Inviting foreign experts to visit China appears to be this year's strategy for acquiring overseas know-how in an age of limits on hard currency spending.

Headlines in prominent Chinese newspapers in recent weeks have carried such proclamations as Foreign experts needed for upgrading and Zhao hails contributions of foreign experts.Zhao Ziyang, general secretary of the Communist Party Central Committee,

thanked foreign specialists two weeks ago for their contributions to China's development.

Li Minjun, director of the State Bureau of Foreign Experts, says China needs professionals from abroad to act as consultants in finance, law and international trade and to design new and high-technology products.

We welcome foreign talent in various fields to work in China, using their advanced technology and experience as we are now open to the outside world, he said.

More than 21,000 foreign experts from 50 countries worked in China last year, compared with 5,000 in 1984. Mr. Li forecasts 1988 will see at least the same number as last year.

Experts from overseas provide advice in such fields as energy, chemistry, telecommunications, nonferrous metals, petroleum, machinery, textiles, agriculture, building materials, transportation and education.

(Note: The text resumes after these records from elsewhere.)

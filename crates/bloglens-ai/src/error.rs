use thiserror::Error;

#[derive(Debug, Error)]
pub enum AiError {
    #[error("HTTP error: {0}")]
    Http(#[from] reqwest::Error),

    #[error("provider returned status {status}: {message}")]
    Api { status: u16, message: String },

    #[error("JSON deserialization error for {context}: {source}")]
    Deserialize {
        context: String,
        #[source]
        source: serde_json::Error,
    },

    #[error("embedding has {got} dimensions, expected {expected}")]
    EmbeddingShape { got: usize, expected: usize },

    #[error("batch {batch_id} reported completed without an output file")]
    MissingOutputFile { batch_id: String },
}
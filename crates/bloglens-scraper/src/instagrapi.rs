//! HTTP client for a self-hosted instagrapi REST bridge.
//!
//! The bridge fronts a pool of logged-in Instagram accounts and mirrors the
//! HikerAPI data shapes, so normalisation here stays thin. Auth is a bearer
//! token; the bridge reports its account pool on `/accounts/stats`, which
//! feeds the service health endpoint.

use std::time::Duration;

use chrono::DateTime;
use reqwest::{Client, StatusCode};
use serde::Deserialize;

use crate::error::ScrapeError;
use crate::types::{AccountStats, CandidateUser, ScrapedHighlight, ScrapedPost, ScrapedProfile};

const MEDIA_AMOUNT: usize = 12;
const HASHTAG_AMOUNT: usize = 50;

pub struct InstagrapiClient {
    client: Client,
    token: Option<String>,
    base_url: String,
}

#[derive(Debug, Deserialize)]
struct BridgeUser {
    pk: String,
    username: String,
    full_name: Option<String>,
    biography: Option<String>,
    external_url: Option<String>,
    follower_count: Option<i64>,
    following_count: Option<i64>,
    media_count: Option<i32>,
    #[serde(default)]
    is_verified: bool,
    #[serde(default)]
    is_business: bool,
    #[serde(default)]
    is_private: bool,
    profile_pic_url: Option<String>,
}

#[derive(Debug, Deserialize)]
struct BridgeMedia {
    pk: String,
    caption_text: Option<String>,
    /// Already normalised by the bridge: photo, video, carousel, reel.
    media_type: Option<String>,
    like_count: Option<i32>,
    comment_count: Option<i32>,
    play_count: Option<i64>,
    thumbnail_url: Option<String>,
    taken_at: Option<i64>,
    user: Option<BridgeUser>,
}

#[derive(Debug, Deserialize)]
struct BridgeHighlight {
    pk: String,
    title: Option<String>,
    media_count: Option<i32>,
}

#[derive(Debug, Deserialize)]
struct BridgeAccountStats {
    total: i64,
    available: i64,
}

impl InstagrapiClient {
    /// Creates a new client for the bridge at `base_url`.
    ///
    /// # Errors
    ///
    /// Returns [`ScrapeError::Http`] if the underlying `reqwest::Client`
    /// cannot be constructed.
    pub fn new(
        base_url: &str,
        token: Option<&str>,
        timeout_secs: u64,
    ) -> Result<Self, ScrapeError> {
        let client = Client::builder()
            .timeout(Duration::from_secs(timeout_secs))
            .connect_timeout(Duration::from_secs(10))
            .user_agent("bloglens/0.1 (blogger-intelligence)")
            .build()?;
        Ok(Self {
            client,
            token: token.map(str::to_owned),
            base_url: base_url.trim_end_matches('/').to_owned(),
        })
    }

    /// Fetches a full profile from the bridge.
    ///
    /// # Errors
    ///
    /// Returns the typed [`ScrapeError`] taxonomy.
    pub async fn scrape_profile(&self, username: &str) -> Result<ScrapedProfile, ScrapeError> {
        let user: BridgeUser = self
            .get_json("/user/info", &[("username", username)], username)
            .await?;

        if user.is_private {
            return Err(ScrapeError::PrivateAccount {
                username: username.to_owned(),
            });
        }

        let medias: Vec<BridgeMedia> = self
            .get_json(
                "/user/medias",
                &[("username", username), ("amount", &MEDIA_AMOUNT.to_string())],
                username,
            )
            .await?;

        let highlights: Vec<BridgeHighlight> = self
            .get_json("/user/highlights", &[("username", username)], username)
            .await?;

        Ok(Self::normalize_profile(user, medias, highlights))
    }

    /// Fetches candidate users from a hashtag's top medias.
    ///
    /// # Errors
    ///
    /// Returns the typed [`ScrapeError`] taxonomy.
    pub async fn discover(&self, hashtag: &str) -> Result<Vec<CandidateUser>, ScrapeError> {
        let medias: Vec<BridgeMedia> = self
            .get_json(
                "/hashtag/top_medias",
                &[("name", hashtag), ("amount", &HASHTAG_AMOUNT.to_string())],
                hashtag,
            )
            .await?;

        let mut seen = std::collections::HashSet::new();
        let mut candidates = Vec::new();
        for media in medias {
            let Some(user) = media.user else { continue };
            if !seen.insert(user.pk.clone()) {
                continue;
            }
            candidates.push(CandidateUser {
                platform_id: user.pk,
                username: user.username,
                full_name: user.full_name,
                followers: user.follower_count.unwrap_or(0),
                media_count: user.media_count.unwrap_or(0),
                is_private: user.is_private,
            });
        }

        Ok(candidates)
    }

    /// Reports the bridge's account pool, or zeros when unreachable.
    pub async fn account_stats(&self) -> AccountStats {
        match self
            .get_json::<BridgeAccountStats>("/accounts/stats", &[], "accounts")
            .await
        {
            Ok(stats) => AccountStats {
                total: stats.total,
                available: stats.available,
            },
            Err(e) => {
                tracing::warn!(error = %e, "instagrapi account stats failed");
                AccountStats::default()
            }
        }
    }

    async fn get_json<T: serde::de::DeserializeOwned>(
        &self,
        path: &str,
        query: &[(&str, &str)],
        context: &str,
    ) -> Result<T, ScrapeError> {
        let url = format!("{}{path}", self.base_url);
        let mut request = self.client.get(&url).query(query);
        if let Some(token) = &self.token {
            request = request.bearer_auth(token);
        }
        let response = request.send().await?;

        let status = response.status();
        if let Some(error) = map_bridge_status(status, context) {
            return Err(error);
        }

        let body = response.text().await?;
        serde_json::from_str(&body).map_err(|e| ScrapeError::Deserialize {
            context: format!("{path}({context})"),
            source: e,
        })
    }

    fn normalize_profile(
        user: BridgeUser,
        medias: Vec<BridgeMedia>,
        highlights: Vec<BridgeHighlight>,
    ) -> ScrapedProfile {
        let posts = medias
            .into_iter()
            .map(|media| ScrapedPost {
                platform_id: media.pk,
                caption: media.caption_text,
                media_type: media.media_type.unwrap_or_else(|| "photo".to_string()),
                like_count: media.like_count.unwrap_or(0),
                comment_count: media.comment_count.unwrap_or(0),
                play_count: media.play_count,
                thumbnail_cdn_url: media.thumbnail_url,
                taken_at: media
                    .taken_at
                    .and_then(|secs| DateTime::from_timestamp(secs, 0)),
            })
            .collect();

        let highlights = highlights
            .into_iter()
            .map(|h| ScrapedHighlight {
                platform_id: h.pk,
                title: h.title,
                media_count: h.media_count,
            })
            .collect();

        ScrapedProfile {
            platform_id: user.pk,
            username: user.username,
            full_name: user.full_name,
            biography: user.biography,
            external_url: user.external_url,
            followers: user.follower_count.unwrap_or(0),
            following: user.following_count.unwrap_or(0),
            media_count: user.media_count.unwrap_or(0),
            is_verified: user.is_verified,
            is_business: user.is_business,
            avatar_cdn_url: user.profile_pic_url,
            posts,
            highlights,
        }
    }
}

/// The bridge signals no-available-account as 503 and account bans as 429;
/// both are worth retrying after a delay.
fn map_bridge_status(status: StatusCode, context: &str) -> Option<ScrapeError> {
    if status.is_success() {
        return None;
    }

    Some(match status {
        StatusCode::NOT_FOUND => ScrapeError::UserNotFound {
            username: context.to_owned(),
        },
        StatusCode::TOO_MANY_REQUESTS => ScrapeError::RateLimited,
        s if s.is_server_error() => ScrapeError::Transient {
            reason: format!("bridge returned {s}"),
        },
        s => ScrapeError::Transient {
            reason: format!("unexpected status {s}"),
        },
    })
}
pub mod app_config;
pub mod config;
pub mod taxonomy;

pub use app_config::{AppConfig, Environment, ScraperBackendKind};
pub use config::{load_app_config, load_app_config_from_env};
pub use taxonomy::{
    load_taxonomy, normalize_key, similarity, CategoryDef, ResolvedCategory, TagGroup,
    TaxonomyFile, TaxonomyIndex,
};

#[derive(Debug, thiserror::Error)]
pub enum ConfigError {
    #[error("missing required env var: {0}")]
    MissingEnvVar(String),

    #[error("invalid env var {var}: {reason}")]
    InvalidEnvVar { var: String, reason: String },

    #[error("failed to read taxonomy file {path}: {source}")]
    TaxonomyFileIo {
        path: String,
        #[source]
        source: std::io::Error,
    },

    #[error("failed to parse taxonomy file: {0}")]
    TaxonomyFileParse(#[source] serde_yaml::Error),

    #[error("validation error: {0}")]
    Validation(String),
}
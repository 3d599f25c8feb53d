//! Request-id, bearer authentication, and per-address rate limiting.

use std::collections::HashMap;
use std::net::SocketAddr;
use std::sync::{Arc, Mutex};
use std::time::{Duration, Instant};

use axum::extract::{ConnectInfo, Request, State};
use axum::http::{HeaderValue, StatusCode};
use axum::middleware::Next;
use axum::response::{IntoResponse, Response};
use subtle::ConstantTimeEq;
use uuid::Uuid;

/// Newtype wrapping a request ID string, stored as a request extension.
#[derive(Debug, Clone)]
pub struct RequestId(pub String);

/// Axum middleware that extracts or generates a request ID.
///
/// If the incoming request has an `x-request-id` header, that value is used.
/// Otherwise a new `UUIDv4` is generated. The ID is:
/// - Inserted into request extensions as [`RequestId`]
/// - Set on the response as the `x-request-id` header
pub async fn request_id(mut req: Request, next: Next) -> Response {
    let id = req
        .headers()
        .get("x-request-id")
        .and_then(|v| v.to_str().ok())
        .map_or_else(|| Uuid::new_v4().to_string(), String::from);

    req.extensions_mut().insert(RequestId(id.clone()));

    let mut res = next.run(req).await;

    if let Ok(val) = HeaderValue::from_str(&id) {
        res.headers_mut().insert("x-request-id", val);
    }

    res
}

// ---------------------------------------------------------------------------
// Bearer authentication
// ---------------------------------------------------------------------------

/// Holds the expected API key. `disabled()` turns the check off for tests.
#[derive(Clone)]
pub struct AuthState {
    api_key: Option<Arc<String>>,
}

impl AuthState {
    #[must_use]
    pub fn new(api_key: &str) -> Self {
        Self {
            api_key: Some(Arc::new(api_key.to_owned())),
        }
    }

    #[must_use]
    pub fn disabled() -> Self {
        Self { api_key: None }
    }

    /// Constant-time comparison of a presented token against the key.
    fn token_matches(&self, presented: &str) -> bool {
        let Some(expected) = &self.api_key else {
            return true;
        };
        let expected = expected.as_bytes();
        let presented = presented.as_bytes();
        expected.len() == presented.len() && bool::from(expected.ct_eq(presented))
    }
}

/// Axum middleware enforcing `Authorization: Bearer <SCRAPER_API_KEY>`.
pub async fn require_bearer_auth(
    State(auth): State<AuthState>,
    req: Request,
    next: Next,
) -> Response {
    let presented = req
        .headers()
        .get(axum::http::header::AUTHORIZATION)
        .and_then(|v| v.to_str().ok())
        .and_then(|v| v.strip_prefix("Bearer "));

    match presented {
        Some(token) if auth.token_matches(token) => next.run(req).await,
        _ if auth.api_key.is_none() => next.run(req).await,
        _ => (
            StatusCode::UNAUTHORIZED,
            axum::Json(serde_json::json!({
                "error": { "code": "unauthorized", "message": "missing or invalid bearer token" }
            })),
        )
            .into_response(),
    }
}

// ---------------------------------------------------------------------------
// Per-address rate limiting
// ---------------------------------------------------------------------------

/// Fixed-window request counter keyed by source address.
#[derive(Clone)]
pub struct RateLimitState {
    inner: Arc<Mutex<HashMap<String, (Instant, u32)>>>,
    max_requests: u32,
    window: Duration,
}

impl RateLimitState {
    #[must_use]
    pub fn new(max_requests: u32, window: Duration) -> Self {
        Self {
            inner: Arc::new(Mutex::new(HashMap::new())),
            max_requests,
            window,
        }
    }

    /// Record one request for `key`; `false` means over the limit.
    fn check(&self, key: &str) -> bool {
        let mut windows = self.inner.lock().expect("rate limit lock poisoned");
        let now = Instant::now();
        let entry = windows.entry(key.to_owned()).or_insert((now, 0));

        if now.duration_since(entry.0) >= self.window {
            *entry = (now, 0);
        }
        entry.1 += 1;
        entry.1 <= self.max_requests
    }
}

/// Prefer the proxy-reported address, fall back to the socket peer.
fn client_key(req: &Request) -> String {
    if let Some(forwarded) = req
        .headers()
        .get("x-forwarded-for")
        .and_then(|v| v.to_str().ok())
        .and_then(|v| v.split(',').next())
    {
        return forwarded.trim().to_owned();
    }

    req.extensions()
        .get::<ConnectInfo<SocketAddr>>()
        .map_or_else(|| "local".to_owned(), |info| info.0.ip().to_string())
}

/// Axum middleware rejecting clients over the per-address budget with 429.
pub async fn enforce_rate_limit(
    State(limiter): State<RateLimitState>,
    req: Request,
    next: Next,
) -> Response {
    let key = client_key(&req);
    if limiter.check(&key) {
        next.run(req).await
    } else {
        tracing::warn!(client = %key, "rate limit exceeded");
        (
            StatusCode::TOO_MANY_REQUESTS,
            axum::Json(serde_json::json!({
                "error": { "code": "rate_limited", "message": "too many requests" }
            })),
        )
            .into_response()
    }
}

#[cfg(test)]
mod tests {
    use super::*;

    #[test]
    fn token_comparison_is_exact() {
        let auth = AuthState::new("secret-key");

        assert!(auth.token_matches("secret-key"));
        assert!(!auth.token_matches("secret-kez"));
        assert!(!auth.token_matches("secret-key-longer"));
        assert!(!auth.token_matches(""));
    }

    #[test]
    fn disabled_auth_accepts_anything() {
        let auth = AuthState::disabled();
        assert!(auth.token_matches("whatever"));
    }

    #[test]
    fn rate_limit_window_resets() {
        let limiter = RateLimitState::new(2, Duration::from_millis(10));

        assert!(limiter.check("1.2.3.4"));
        assert!(limiter.check("1.2.3.4"));
        assert!(!limiter.check("1.2.3.4"), "third request in window is over");
        assert!(limiter.check("5.6.7.8"), "other clients are unaffected");

        std::thread::sleep(Duration::from_millis(15));
        assert!(limiter.check("1.2.3.4"), "fresh window admits again");
    }
}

In the northeastern port city of Tianjin, the municipal government recently decided to loan US$1 million to a group of industrial and commercial entities to hire foreign specialists. The aim is to upgrade technology.

Vice Mayor Li Changxing says 100 foreign experts will be invited to work in Tianjin this year. At the same time, 90 Chinese technicians and senior managers will be sent abroad to study.

The value of China's technology import contracts dropped 34 percent last year to US$2.9 billion from US$4.4 billion of 1986, according to official estimates.

Of the total contracts for imported technology, 53 percent were for licensing, co-production, consulting and technological services. Fifteen percent covered transferring software used in production, design and management.

The number of signed agreements for China's imports of technology shrank 25 percent last year to 560, the Ministry of Foreign Economic Relations and Trade says.

Decreases in both the number and value of signed contracts are attributed to a shortage of foreign exchange.